Pour lutter contre la fraude endémique, le gouvernement a créé et lancé une structure de lutte contre ce fléau en vue de rentabiliser les revenus de l’Etat.
Serait-ce un début de solution à l’épineuse question de la maximisation des recettes fiscales en République démocratique du Congo ? Les différentes pistes de solution préconisées tant au niveau du gouvernement que de l’Assemblée nationale convergeaient vers une seule solution : mettre sur pied une structure pour sécuriser les recettes douanières. Cela a conduit à la création, par le gouvernement, de la Société d’exploitation du guichet unique du commerce extérieur (SEGUCE), lancé officiellement le 25 juillet.
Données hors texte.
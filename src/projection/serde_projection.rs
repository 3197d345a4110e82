use std::marker::PhantomData;
use std::sync::Arc;

use bytes::Bytes;
use serde::Serialize;

use super::Projection;
use crate::Result;

/// Maps a collection snapshot onto the JSON value published for list streams
pub type ListTransform<R> = Arc<dyn Fn(&[R]) -> Result<serde_json::Value> + Send + Sync>;

/// Payload published on a detail stream once its item is gone
pub const MISSING_DETAIL_PAYLOAD: &[u8] = b"{}";

/// Projection built on the objects' own serde representation.
///
/// Lists go through an optional transform (per-kind column shaping), details
/// are plain JSON and manifests are YAML.
pub struct SerdeProjection<R> {
    list_transform: Option<ListTransform<R>>,
    _marker: PhantomData<fn() -> R>,
}

impl<R> Default for SerdeProjection<R> {
    fn default() -> Self {
        Self {
            list_transform: None,
            _marker: PhantomData,
        }
    }
}

impl<R> SerdeProjection<R>
where
    R: Serialize + Send + Sync + 'static,
{
    pub fn new() -> Self {
        Self::default()
    }

    pub fn with_list_transform<F>(
        mut self,
        transform: F,
    ) -> Self
    where
        F: Fn(&[R]) -> Result<serde_json::Value> + Send + Sync + 'static,
    {
        self.list_transform = Some(Arc::new(transform));
        self
    }
}

impl<R> Projection<R> for SerdeProjection<R>
where
    R: Serialize + Send + Sync + 'static,
{
    fn render_list(
        &self,
        items: &[R],
    ) -> Result<Bytes> {
        let data = match &self.list_transform {
            Some(transform) => serde_json::to_vec(&transform(items)?)?,
            None => serde_json::to_vec(items)?,
        };
        Ok(Bytes::from(data))
    }

    fn render_detail(
        &self,
        item: Option<&R>,
    ) -> Result<Bytes> {
        match item {
            Some(item) => Ok(Bytes::from(serde_json::to_vec(item)?)),
            None => Ok(Bytes::from_static(MISSING_DETAIL_PAYLOAD)),
        }
    }

    fn render_yaml(
        &self,
        item: Option<&R>,
    ) -> Result<Bytes> {
        match item {
            Some(item) => Ok(Bytes::from(serde_yaml::to_string(item)?)),
            None => Ok(Bytes::new()),
        }
    }
}
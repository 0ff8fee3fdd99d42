// Copyright (c) 2025 Atlas Maps Pty Ltd. All rights reserved.
// SPDX-License-Identifier: Proprietary

//! Error types for the tracker SDK.

use thiserror::Error;

/// Tracker SDK errors.
#[derive(Debug, Error)]
pub enum TrackerError {
	/// Base URL is missing or invalid.
	#[error("invalid base URL")]
	InvalidBaseUrl,

	/// Auth token is missing.
	#[error("missing auth token")]
	MissingAuthToken,

	/// HTTP transport failed: network unreachable, DNS, or timeout.
	#[error("transport error: {0}")]
	Transport(#[from] reqwest::Error),

	/// The service returned a non-success response.
	#[error("server error ({status}): {message}")]
	Server { status: u16, message: String },

	/// The device location capability denied or failed the request.
	#[error("location permission error: {0}")]
	Permission(String),

	/// Operation is invalid for the current session state.
	#[error("invalid session state: {0}")]
	State(String),

	/// Failed to read or write persisted tracker state.
	#[error("state storage error: {0}")]
	Storage(String),

	/// A fix could not be normalized into a point.
	#[error(transparent)]
	Normalize(#[from] atlas_tracker_core::CoreError),

	/// Client has been shut down.
	#[error("tracker has been shut down")]
	ClientShutdown,
}

impl From<std::io::Error> for TrackerError {
	fn from(err: std::io::Error) -> Self {
		TrackerError::Storage(err.to_string())
	}
}

impl From<serde_json::Error> for TrackerError {
	fn from(err: serde_json::Error) -> Self {
		TrackerError::Storage(err.to_string())
	}
}

/// Result type alias for tracker operations.
pub type Result<T> = std::result::Result<T, TrackerError>;
// Copyright (c) 2025 Atlas Maps Pty Ltd. All rights reserved.
// SPDX-License-Identifier: Proprietary

//! Raw device fixes and the normalized track point model.

use chrono::{DateTime, Utc};
use serde::{Deserialize, Serialize};

use crate::error::{CoreError, Result};

/// A single raw position reading from the device's location capability.
///
/// Fields follow platform location APIs: `accuracy`, `speed`, and `heading`
/// use a negative value to mean "not available", while `altitude` is absent
/// entirely when the device could not determine it (a negative altitude is a
/// valid reading below sea level). The timestamp is capture time in
/// milliseconds since the Unix epoch.
#[derive(Debug, Clone, Copy, PartialEq)]
pub struct RawFix {
	pub latitude: f64,
	pub longitude: f64,
	/// Horizontal accuracy in meters; negative when unavailable.
	pub accuracy: f64,
	/// Altitude in meters above the WGS-84 ellipsoid, if known.
	pub altitude: Option<f64>,
	/// Ground speed in meters per second; negative when unavailable.
	pub speed: f64,
	/// Course over ground in degrees from true north; negative when unavailable.
	pub heading: f64,
	/// Capture time, milliseconds since the Unix epoch.
	pub epoch_ms: i64,
}

/// The normalized, immutable representation of a fix.
///
/// Built once per captured fix and never mutated afterwards. The wire form
/// matches the location service's point schema: optional fields are omitted
/// when absent and the timestamp is an RFC 3339 UTC string, so a serialized
/// point deserializes back to an identical value.
#[derive(Debug, Clone, PartialEq, Serialize, Deserialize)]
pub struct TrackPoint {
	pub latitude: f64,
	pub longitude: f64,
	#[serde(skip_serializing_if = "Option::is_none")]
	pub accuracy_meters: Option<f64>,
	#[serde(skip_serializing_if = "Option::is_none")]
	pub altitude_meters: Option<f64>,
	#[serde(skip_serializing_if = "Option::is_none")]
	pub speed_ms: Option<f64>,
	#[serde(skip_serializing_if = "Option::is_none")]
	pub heading_degrees: Option<f64>,
	pub timestamp: DateTime<Utc>,
}

impl TrackPoint {
	/// Normalizes a raw fix into a track point.
	///
	/// Negative accuracy/speed/heading sentinels become `None` and the epoch
	/// timestamp becomes a UTC instant. Fails only when the timestamp falls
	/// outside the representable range.
	pub fn normalize(fix: RawFix) -> Result<Self> {
		let timestamp = DateTime::<Utc>::from_timestamp_millis(fix.epoch_ms)
			.ok_or(CoreError::InvalidTimestamp(fix.epoch_ms))?;

		Ok(Self {
			latitude: fix.latitude,
			longitude: fix.longitude,
			accuracy_meters: non_negative(fix.accuracy),
			altitude_meters: fix.altitude,
			speed_ms: non_negative(fix.speed),
			heading_degrees: non_negative(fix.heading),
			timestamp,
		})
	}
}

fn non_negative(value: f64) -> Option<f64> {
	if value >= 0.0 && value.is_finite() {
		Some(value)
	} else {
		None
	}
}

#[cfg(test)]
mod tests {
	use super::*;
	use chrono::TimeZone;

	fn sample_fix() -> RawFix {
		RawFix {
			latitude: 55.75,
			longitude: 37.61,
			accuracy: 5.0,
			altitude: Some(142.0),
			speed: 1.4,
			heading: 270.0,
			epoch_ms: 1_700_000_000_000,
		}
	}

	#[test]
	fn test_normalize_keeps_valid_fields() {
		let point = TrackPoint::normalize(sample_fix()).unwrap();

		assert_eq!(point.latitude, 55.75);
		assert_eq!(point.longitude, 37.61);
		assert_eq!(point.accuracy_meters, Some(5.0));
		assert_eq!(point.altitude_meters, Some(142.0));
		assert_eq!(point.speed_ms, Some(1.4));
		assert_eq!(point.heading_degrees, Some(270.0));
		assert_eq!(point.timestamp.timestamp_millis(), 1_700_000_000_000);
	}

	#[test]
	fn test_normalize_maps_sentinels_to_none() {
		let fix = RawFix {
			accuracy: -1.0,
			altitude: None,
			speed: -1.0,
			heading: -1.0,
			..sample_fix()
		};

		let point = TrackPoint::normalize(fix).unwrap();
		assert_eq!(point.accuracy_meters, None);
		assert_eq!(point.altitude_meters, None);
		assert_eq!(point.speed_ms, None);
		assert_eq!(point.heading_degrees, None);
	}

	#[test]
	fn test_normalize_rejects_unrepresentable_timestamp() {
		let fix = RawFix {
			epoch_ms: i64::MAX,
			..sample_fix()
		};

		let result = TrackPoint::normalize(fix);
		assert!(matches!(result, Err(CoreError::InvalidTimestamp(_))));
	}

	#[test]
	fn test_normalize_rejects_nan_sentinels() {
		let fix = RawFix {
			accuracy: f64::NAN,
			heading: f64::INFINITY,
			..sample_fix()
		};

		let point = TrackPoint::normalize(fix).unwrap();
		assert_eq!(point.accuracy_meters, None);
		assert_eq!(point.heading_degrees, None);
	}

	#[test]
	fn test_serialization_round_trip() {
		let ts = Utc.with_ymd_and_hms(2025, 3, 14, 9, 26, 53).unwrap();
		let point = TrackPoint {
			latitude: 55.75,
			longitude: 37.61,
			accuracy_meters: Some(5.0),
			altitude_meters: None,
			speed_ms: None,
			heading_degrees: None,
			timestamp: ts,
		};

		let json = serde_json::to_string(&point).unwrap();
		let restored: TrackPoint = serde_json::from_str(&json).unwrap();

		assert_eq!(restored, point);
		assert_eq!(restored.latitude, 55.75);
		assert_eq!(restored.longitude, 37.61);
		assert_eq!(restored.accuracy_meters, Some(5.0));
		assert_eq!(restored.timestamp, ts);
	}

	#[test]
	fn test_absent_fields_are_omitted_from_wire_form() {
		let point = TrackPoint::normalize(RawFix {
			accuracy: -1.0,
			altitude: None,
			speed: -1.0,
			heading: -1.0,
			..sample_fix()
		})
		.unwrap();

		let json = serde_json::to_string(&point).unwrap();
		assert!(!json.contains("accuracy_meters"));
		assert!(!json.contains("altitude_meters"));
		assert!(json.contains("latitude"));
		assert!(json.contains("timestamp"));
	}
}
// Copyright (c) 2025 Atlas Maps Pty Ltd. All rights reserved.
// SPDX-License-Identifier: Proprietary

//! The network boundary: session registration and point delivery.

use atlas_tracker_core::{SessionId, TrackPoint};

use crate::error::Result;

/// Remote location service operations consumed by the tracker.
///
/// One implementation talks HTTP to the Atlas service; tests substitute
/// their own. Delivery is at-least-once: the service deduplicates on its
/// side, this client only guarantees no point is lost or sent twice within
/// a single process lifetime.
#[async_trait::async_trait]
pub trait SyncGateway: Send + Sync {
	/// Registers a new tracking session and returns its identifier.
	async fn create_session(&self, is_background: bool, is_offline: bool) -> Result<SessionId>;

	/// Submits one point into an active session. Bounded by the single-point
	/// timeout; any transport or server failure means the point must be
	/// buffered by the caller.
	async fn submit_point(&self, session_id: SessionId, point: &TrackPoint) -> Result<()>;

	/// Submits buffered points in one request, preserving order. The service
	/// materializes an offline session for the batch, so no session id is
	/// required.
	async fn submit_batch(&self, points: &[TrackPoint]) -> Result<()>;

	/// Ends a session. Best effort: the tracker logs failures and moves on.
	async fn stop_session(&self, session_id: SessionId) -> Result<()>;
}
À cette occasion, un séminaire national d’information sur le démarrage des activités du Guichet unique intégral du commerce extérieur a été consécutivement organisé par le ministère du Commerce extérieur dans trois villes du pays à savoir, Kinshasa, Lubumbashi et Matadi. La mission confiée à cette structure demeure « la conception, la mise en œuvre et la gestion du guichet unique du commerce extérieur ». Dans le cadre de ce séminaire, Elie Sawaya, directeur général de SEGUCE, présentant les avantages a souligné que les opérateurs économiques verront notamment les délais et les coûts d’importations et d’exportations diminuer considérablement, ce qui aura un impact positif sur l’économie et la sécurisation des recettes ».
Pour ce faire, cette société de lutte contre l’évasion fiscale permettra aux acteurs économiques de déposer des informations et des documents standardisés auprès d’un organisme unique, afin de remplir l’ensemble de leurs obligations réglementaires en matière d’impôt, de transbordement et de transit. La Société d’exploitation du guichet unique du commerce extérieur intégrera aussi les modules de pré et post dédouanement autour de la composante douanière sur tous les modes de transport : aérien, ferroviaire, maritime, fluvial, lacustre, terrestre, et sur huit corridors principaux. En outre, la SEGUCE participera à la coordination des flux d’informations entre les différents acteurs visant la facilitation du commerce extérieur et à la sécurisation des recettes de l’État. Pour ce qui concerne la facturation, il est prévu qu’elle s’effectue par l’émission d’un bordereau de frais unique (BFU) qui centralisera tous les éléments propres aux différentes structures impliquées dans les phases successives de la chaine logistique.
Le déclic
Les fraudes massives observées notamment au niveau des postes frontaliers en République démocratique du Congo avaient mis la puce à l’oreille des membres du gouvernement et des députés, au point de les amener à faire des propositions concrètes pour endiguer ce fléau. En effet, lors d’une mission dans la province du Katanga en 2014, Patrice Kitebi Kibol Mvul, alors ministre délégué aux Finances, avait décelé de graves dysfonctionnement dans les régies financières de cette province, principalement au niveau de la Direction générale des douanes et accises (DGDA). Un réseau maffieux dénommé « Douaniers-déclarants » (Dode) opérait impunément et affaiblissait terriblement les recettes publiques. Après avoir fait son rapport au gouvernement, celui-ci avait déclaré une guerre ouverte à la fraude fiscale, se décidant d’attaquer le mal à la racine. C’est ainsi qu’à l’issue de sa réunion hebdomadaire, la Troïka stratégique, organe technique du gouvernement, avait chargé Patrice Kitebi à engager des actions pour juguler la fraude, ce mal qui ronge les trois régies financières du pays : la Direction générale des douanes et accises (DGRAD), la Direction générale des recettes administratives, judiciaires, domaniales et de participations (DGRAD), et la Direction générale des impôts (DGI).
Mais bien avant cette descente du ministre délégué aux Finances d’alors, le gouvernement avait organisé, en mai 2013, des travaux sur « le coulage des recettes publiques ». C’est lors de ces travaux que des propositions sur la maximisation des recettes fiscales en République démocratique du Congo ont été faites. Il s’en était dégagé la nécessité de mettre en place une autorité de contrôle des revenus fiscaux, un dispositif légal solide, la création d’un réseau informatisé du système douanier et d’un guichet unique de paiement des taxes. Pour sa part, le vice-Premier ministre en charge du Budget de l’époque, Mukoko Samba, en appelait à la mise en place par le gouvernement d’un système fiscal simple et transparent pour décourager la fraude et l’évasion fiscale.
Le conseiller spécial du chef de l’État chargé de la bonne gouvernance et de la lutte contre la corruption, Luzolo Bambi, a affirmé que « la République démocratique du Congo enregistre chaque année une fraude fiscale et des détournements évalués à 10 et 15 milliards de dollars, alors que son budget annuel est de 8 milliards ». Pour le député Samy Badibanga (opposition), «le pays pourrait sans peine atteindre un budget de 20 milliards de dollars si le gouvernement appliquait ce système de guichet unique.